Collected data

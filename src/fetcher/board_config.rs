//! Job board endpoint configuration
//!
//! Endpoint differences between production and a local mock server are purely
//! configuration: every URL is derived from one origin.

use std::time::Duration;

/// Production origin of the job board
pub const BOARD_ORIGIN: &str = "https://www.104.com.tw";

/// Search list endpoint path
pub const LIST_PATH: &str = "/jobs/search/list";

/// Referer sent with search list requests
pub const LIST_REFERER_PATH: &str = "/jobs/search/";

/// Detail endpoint path; the job identifier is appended
pub const DETAIL_PATH: &str = "/job/ajax/content/";

/// Referer path for detail requests; the job identifier is appended
pub const DETAIL_REFERER_PATH: &str = "/job/";

/// HTTP connect timeout (seconds)
pub const HTTP_CONNECT_TIMEOUT_SECS: u64 = 10;

/// HTTP request timeout (seconds)
pub const HTTP_REQUEST_TIMEOUT_SECS: u64 = 30;

/// Endpoints and timeouts for one job board
#[derive(Debug, Clone, PartialEq, Eq)]
pub struct BoardConfig {
    /// Search list endpoint
    pub list_url: String,
    /// Referer for search list requests
    pub list_referer: String,
    /// Detail endpoint prefix
    pub detail_url_prefix: String,
    /// Detail referer prefix
    pub detail_referer_prefix: String,
    /// TCP connect timeout
    pub connect_timeout: Duration,
    /// Whole-request timeout
    pub request_timeout: Duration,
}

impl BoardConfig {
    /// Derive all endpoints from an origin such as `http://127.0.0.1:8080`
    pub fn for_origin(origin: &str) -> Self {
        let origin = origin.trim_end_matches('/');
        Self {
            list_url: format!("{origin}{LIST_PATH}"),
            list_referer: format!("{origin}{LIST_REFERER_PATH}"),
            detail_url_prefix: format!("{origin}{DETAIL_PATH}"),
            detail_referer_prefix: format!("{origin}{DETAIL_REFERER_PATH}"),
            connect_timeout: Duration::from_secs(HTTP_CONNECT_TIMEOUT_SECS),
            request_timeout: Duration::from_secs(HTTP_REQUEST_TIMEOUT_SECS),
        }
    }

    /// Override the whole-request timeout
    pub fn with_request_timeout(mut self, timeout: Duration) -> Self {
        self.request_timeout = timeout;
        self
    }

    /// Detail URL for one listing
    pub fn detail_url(&self, job_id: &str) -> String {
        format!("{}{}", self.detail_url_prefix, job_id)
    }

    /// Referer for the detail request of one listing
    pub fn detail_referer(&self, job_id: &str) -> String {
        format!("{}{}", self.detail_referer_prefix, job_id)
    }
}

impl Default for BoardConfig {
    fn default() -> Self {
        Self::for_origin(BOARD_ORIGIN)
    }
}
//! CLI command implementations

pub mod error;
pub mod search;

pub use error::CliError;
pub use search::{Cli, Commands, SearchArgs};
//! Fetch orchestration
//!
//! This module provides the bounded, failure-tolerant engine that turns a
//! [`QuerySpec`](crate::query::QuerySpec) into normalized records.
//!
//! # Overview
//!
//! 1. **Listing**: [`ListCollector`] dispatches every page the result cap
//!    needs and stops consuming once the cap is reached
//! 2. **Normalization**: each raw item becomes a [`ListRecord`](crate::ListRecord)
//! 3. **Details**: [`DetailCollector`] fetches every listing's detail document
//! 4. **Throttling**: all requests of a run share one [`RequestThrottle`]
//!
//! # Quick Start
//!
//! ```no_run
//! use job_listing_downloader::downloader::{Pipeline, PipelineConfig, ThrottleConfig};
//! use job_listing_downloader::query::QuerySpec;
//! use std::num::NonZeroU32;
//!
//! # async fn example() -> Result<(), Box<dyn std::error::Error>> {
//! let config = PipelineConfig::default().with_throttle(ThrottleConfig::default());
//! let outcome = Pipeline::with_config(config)
//!     .run(QuerySpec::new("data engineer", NonZeroU32::new(60).unwrap()))
//!     .await?;
//! for failure in &outcome.errors {
//!     eprintln!("{failure}");
//! }
//! # Ok(())
//! # }
//! ```
//!
//! # Error Handling
//!
//! - Page and detail failures are [`FetchError`](crate::fetcher::FetchError)
//!   values collected next to the records; they never abort a run
//! - A list item missing a required field aborts the run with
//!   [`DownloadError::Shape`]
//! - Missing detail fields are not errors; they default to empty values
//!
//! No layer retries. A failed request produces exactly one error.

pub mod config;
pub mod detail_collector;
pub mod list_collector;
pub mod pipeline;
pub mod progress;
pub mod rate_limit;

pub use config::{PipelineConfig, ThrottleConfig};
pub use detail_collector::{DetailCollection, DetailCollector};
pub use list_collector::{ListCollection, ListCollector};
pub use pipeline::{Pipeline, PipelineOutcome};
pub use progress::{NoProgress, ProgressReporter, Stage};
pub use rate_limit::{RateLimitError, RequestThrottle, ThrottlePermit};

use crate::transform::TransformError;

/// Fatal pipeline errors
#[derive(Debug, thiserror::Error)]
pub enum DownloadError {
    /// A listing item broke the expected shape
    #[error("unexpected listing shape: {0}")]
    Shape(#[from] TransformError),

    /// HTTP client could not be constructed
    #[error("failed to build HTTP client: {0}")]
    ClientBuild(String),
}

■ Task directions:
Would you please give all of the records again exactly as they stand?

■ Output of the exercise:
filename src/fetcher/board_config.rs
//! Job board endpoint configuration
//!
//! Endpoint differences between production and a local mock server are purely
//! configuration: every URL is derived from one origin.

use std::time::Duration;

/// Production origin of the job board
pub const BOARD_ORIGIN: &str = "https://www.104.com.tw";

/// Search list endpoint path
pub const LIST_PATH: &str = "/jobs/search/list";

/// Referer sent with search list requests
pub const LIST_REFERER_PATH: &str = "/jobs/search/";

/// Detail endpoint path; the job identifier is appended
pub const DETAIL_PATH: &str = "/job/ajax/content/";

/// Referer path for detail requests; the job identifier is appended
pub const DETAIL_REFERER_PATH: &str = "/job/";

/// HTTP connect timeout (seconds)
pub const HTTP_CONNECT_TIMEOUT_SECS: u64 = 10;

/// HTTP request timeout (seconds)
pub const HTTP_REQUEST_TIMEOUT_SECS: u64 = 30;

/// Endpoints and timeouts for one job board
#[derive(Debug, Clone, PartialEq, Eq)]
pub struct BoardConfig {
    /// Search list endpoint
    pub list_url: String,
    /// Referer for search list requests
    pub list_referer: String,
    /// Detail endpoint prefix
    pub detail_url_prefix: String,
    /// Detail referer prefix
    pub detail_referer_prefix: String,
    /// TCP connect timeout
    pub connect_timeout: Duration,
    /// Whole-request timeout
    pub request_timeout: Duration,
}

impl BoardConfig {
    /// Derive all endpoints from an origin such as `http://127.0.0.1:8080`
    pub fn for_origin(origin: &str) -> Self {
        let origin = origin.trim_end_matches('/');
        Self {
            list_url: format!("{origin}{LIST_PATH}"),
            list_referer: format!("{origin}{LIST_REFERER_PATH}"),
            detail_url_prefix: format!("{origin}{DETAIL_PATH}"),
            detail_referer_prefix: format!("{origin}{DETAIL_REFERER_PATH}"),
            connect_timeout: Duration::from_secs(HTTP_CONNECT_TIMEOUT_SECS),
            request_timeout: Duration::from_secs(HTTP_REQUEST_TIMEOUT_SECS),
        }
    }

    /// Override the whole-request timeout
    pub fn with_request_timeout(mut self, timeout: Duration) -> Self {
        self.request_timeout = timeout;
        self
    }

    /// Detail URL for one listing
    pub fn detail_url(&self, job_id: &str) -> String {
        format!("{}{}", self.detail_url_prefix, job_id)
    }

    /// Referer for the detail request of one listing
    pub fn detail_referer(&self, job_id: &str) -> String {
        format!("{}{}", self.detail_referer_prefix, job_id)
    }
}

impl Default for BoardConfig {
    fn default() -> Self {
        Self::for_origin(BOARD_ORIGIN)
    }
}
//! CLI command implementations

pub mod error;
pub mod search;

pub use error::CliError;
pub use search::{Cli, Commands, SearchArgs};
//! Fetch orchestration
//!
//! This module provides the bounded, failure-tolerant engine that turns a
//! [`QuerySpec`](crate::query::QuerySpec) into normalized records.
//!
//! # Overview
//!
//! 1. **Listing**: [`ListCollector`] dispatches every page the result cap
//!    needs and stops consuming once the cap is reached
//! 2. **Normalization**: each raw item becomes a [`ListRecord`](crate::ListRecord)
//! 3. **Details**: [`DetailCollector`] fetches every listing's detail document
//! 4. **Throttling**: all requests of a run share one [`RequestThrottle`]
//!
//! # Quick Start
//!
//! ```no_run
//! use job_listing_downloader::downloader::{Pipeline, PipelineConfig, ThrottleConfig};
//! use job_listing_downloader::query::QuerySpec;
//! use std::num::NonZeroU32;
//!
//! # async fn example() -> Result<(), Box<dyn std::error::Error>> {
//! let config = PipelineConfig::default().with_throttle(ThrottleConfig::default());
//! let outcome = Pipeline::with_config(config)
//!     .run(QuerySpec::new("data engineer", NonZeroU32::new(60).unwrap()))
//!     .await?;
//! for failure in &outcome.errors {
//!     eprintln!("{failure}");
//! }
//! # Ok(())
//! # }
//! ```
//!
//! # Error Handling
//!
//! - Page and detail failures are [`FetchError`](crate::fetcher::FetchError)
//!   values collected next to the records; they never abort a run
//! - A list item missing a required field aborts the run with
//!   [`DownloadError::Shape`]
//! - Missing detail fields are not errors; they default to empty values
//!
//! No layer retries. A failed request produces exactly one error.

pub mod config;
pub mod detail_collector;
pub mod list_collector;
pub mod pipeline;
pub mod progress;
pub mod rate_limit;

pub use config::{PipelineConfig, ThrottleConfig};
pub use detail_collector::{DetailCollection, DetailCollector};
pub use list_collector::{ListCollection, ListCollector};
pub use pipeline::{Pipeline, PipelineOutcome};
pub use progress::{NoProgress, ProgressReporter, Stage};
pub use rate_limit::{RateLimitError, RequestThrottle, ThrottlePermit};

use crate::transform::TransformError;

/// Fatal pipeline errors
#[derive(Debug, thiserror::Error)]
pub enum DownloadError {
    /// A listing item broke the expected shape
    #[error("unexpected listing shape: {0}")]
    Shape(#[from] TransformError),

    /// HTTP client could not be constructed
    #[error("failed to build HTTP client: {0}")]
    ClientBuild(String),
}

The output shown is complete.